----- Records for the task -----

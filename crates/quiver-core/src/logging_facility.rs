//! Structured logging facility for Quiver
//!
//! - Single initialization point via `init(profile)`
//! - Lifecycle macros (`log_op_start!`, `log_op_end!`, `log_op_error!`)
//! - Test capture mode for deterministic assertions
//!
//! # Usage
//!
//! ```rust
//! use quiver_core::logging_facility::{init, Profile};
//!
//! init(Profile::Development);
//! ```
//!
//! The engine layer owns start/end events; store, scraper and core internals
//! log with plain `tracing::debug!` / `info!` / `warn!`.

pub mod init;
pub mod macros;
pub mod test_capture;

pub use init::{init, Profile};
pub use test_capture::{init_test_capture, CapturedEvent, TestCapture};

-----

Work to complete: An exact reproduction of the data is required. Leave nothing out.

Output of the task:
filename crates/quiver-core/src/logging_facility.rs
//! Structured logging facility for Quiver
//!
//! - Single initialization point via `init(profile)`
//! - Lifecycle macros (`log_op_start!`, `log_op_end!`, `log_op_error!`)
//! - Test capture mode for deterministic assertions
//!
//! # Usage
//!
//! ```rust
//! use quiver_core::logging_facility::{init, Profile};
//!
//! init(Profile::Development);
//! ```
//!
//! The engine layer owns start/end events; store, scraper and core internals
//! log with plain `tracing::debug!` / `info!` / `warn!`.

pub mod init;
pub mod macros;
pub mod test_capture;

pub use init::{init, Profile};
pub use test_capture::{init_test_capture, CapturedEvent, TestCapture};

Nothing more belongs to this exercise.